Print, unchanged, the line containing "assert_eq!(mine.len(), 1);" along with all lines that follow it to the end of the listing.
**********
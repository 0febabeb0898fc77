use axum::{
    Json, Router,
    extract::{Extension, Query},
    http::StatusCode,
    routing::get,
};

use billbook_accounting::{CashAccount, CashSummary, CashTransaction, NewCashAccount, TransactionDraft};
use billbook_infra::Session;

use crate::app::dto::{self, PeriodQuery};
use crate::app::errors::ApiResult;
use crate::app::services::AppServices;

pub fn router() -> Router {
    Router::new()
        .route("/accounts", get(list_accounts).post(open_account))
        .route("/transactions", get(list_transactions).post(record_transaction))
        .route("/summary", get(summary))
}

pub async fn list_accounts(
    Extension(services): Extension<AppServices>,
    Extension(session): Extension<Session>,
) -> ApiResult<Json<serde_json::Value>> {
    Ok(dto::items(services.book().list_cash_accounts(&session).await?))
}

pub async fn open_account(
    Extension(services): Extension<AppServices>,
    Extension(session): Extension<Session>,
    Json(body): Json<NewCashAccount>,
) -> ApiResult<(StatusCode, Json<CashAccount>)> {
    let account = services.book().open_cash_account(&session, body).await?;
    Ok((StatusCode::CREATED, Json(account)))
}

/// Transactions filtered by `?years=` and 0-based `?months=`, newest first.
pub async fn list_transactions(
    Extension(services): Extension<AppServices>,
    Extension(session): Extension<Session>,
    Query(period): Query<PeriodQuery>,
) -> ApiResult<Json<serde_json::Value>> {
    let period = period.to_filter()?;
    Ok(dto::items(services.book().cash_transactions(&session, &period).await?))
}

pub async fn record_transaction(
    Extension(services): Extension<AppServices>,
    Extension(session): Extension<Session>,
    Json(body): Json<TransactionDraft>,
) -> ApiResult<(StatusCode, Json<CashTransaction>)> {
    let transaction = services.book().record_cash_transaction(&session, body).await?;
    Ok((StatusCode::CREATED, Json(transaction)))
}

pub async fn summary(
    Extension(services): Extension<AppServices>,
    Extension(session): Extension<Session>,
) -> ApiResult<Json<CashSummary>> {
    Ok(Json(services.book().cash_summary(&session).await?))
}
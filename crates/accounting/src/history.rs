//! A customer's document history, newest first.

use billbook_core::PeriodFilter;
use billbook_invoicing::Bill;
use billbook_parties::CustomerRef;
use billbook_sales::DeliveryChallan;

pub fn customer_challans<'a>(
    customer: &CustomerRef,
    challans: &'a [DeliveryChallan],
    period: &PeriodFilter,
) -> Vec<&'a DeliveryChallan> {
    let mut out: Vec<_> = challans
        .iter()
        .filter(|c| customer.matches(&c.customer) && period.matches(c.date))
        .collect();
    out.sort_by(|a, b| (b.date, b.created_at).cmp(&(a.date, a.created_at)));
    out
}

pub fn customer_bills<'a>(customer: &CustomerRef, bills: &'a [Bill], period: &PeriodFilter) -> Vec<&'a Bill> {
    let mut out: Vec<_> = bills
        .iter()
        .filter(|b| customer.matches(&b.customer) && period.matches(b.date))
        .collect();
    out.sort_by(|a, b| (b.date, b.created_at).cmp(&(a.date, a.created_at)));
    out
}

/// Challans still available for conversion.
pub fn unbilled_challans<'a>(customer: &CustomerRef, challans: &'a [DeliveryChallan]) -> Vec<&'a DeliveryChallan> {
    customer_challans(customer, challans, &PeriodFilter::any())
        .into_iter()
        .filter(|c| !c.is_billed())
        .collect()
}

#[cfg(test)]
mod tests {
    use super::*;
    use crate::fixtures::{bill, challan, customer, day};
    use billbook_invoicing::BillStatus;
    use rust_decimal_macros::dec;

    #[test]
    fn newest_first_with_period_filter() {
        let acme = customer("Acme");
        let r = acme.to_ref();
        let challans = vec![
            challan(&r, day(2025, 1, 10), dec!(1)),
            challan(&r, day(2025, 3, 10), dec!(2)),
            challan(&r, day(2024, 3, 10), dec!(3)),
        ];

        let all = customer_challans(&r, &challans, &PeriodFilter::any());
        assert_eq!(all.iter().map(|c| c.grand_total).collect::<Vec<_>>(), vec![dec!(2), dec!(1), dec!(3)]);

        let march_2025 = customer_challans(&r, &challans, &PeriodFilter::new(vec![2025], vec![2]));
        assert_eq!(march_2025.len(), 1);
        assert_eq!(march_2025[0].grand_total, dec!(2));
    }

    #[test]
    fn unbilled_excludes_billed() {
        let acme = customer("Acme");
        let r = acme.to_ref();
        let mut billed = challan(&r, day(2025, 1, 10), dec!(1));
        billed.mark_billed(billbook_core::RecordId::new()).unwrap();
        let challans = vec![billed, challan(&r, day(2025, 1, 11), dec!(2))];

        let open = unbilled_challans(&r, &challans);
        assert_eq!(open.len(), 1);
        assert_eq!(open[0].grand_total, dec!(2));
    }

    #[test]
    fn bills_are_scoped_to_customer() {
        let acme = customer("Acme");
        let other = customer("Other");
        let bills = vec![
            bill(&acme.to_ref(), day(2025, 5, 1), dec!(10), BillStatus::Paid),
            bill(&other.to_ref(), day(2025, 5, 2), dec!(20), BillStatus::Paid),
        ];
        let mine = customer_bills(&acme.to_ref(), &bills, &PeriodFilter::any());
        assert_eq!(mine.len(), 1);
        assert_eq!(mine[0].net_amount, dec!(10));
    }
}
**********
> Written reply
        assert_eq!(mine.len(), 1);
        assert_eq!(mine[0].net_amount, dec!(10));
    }
}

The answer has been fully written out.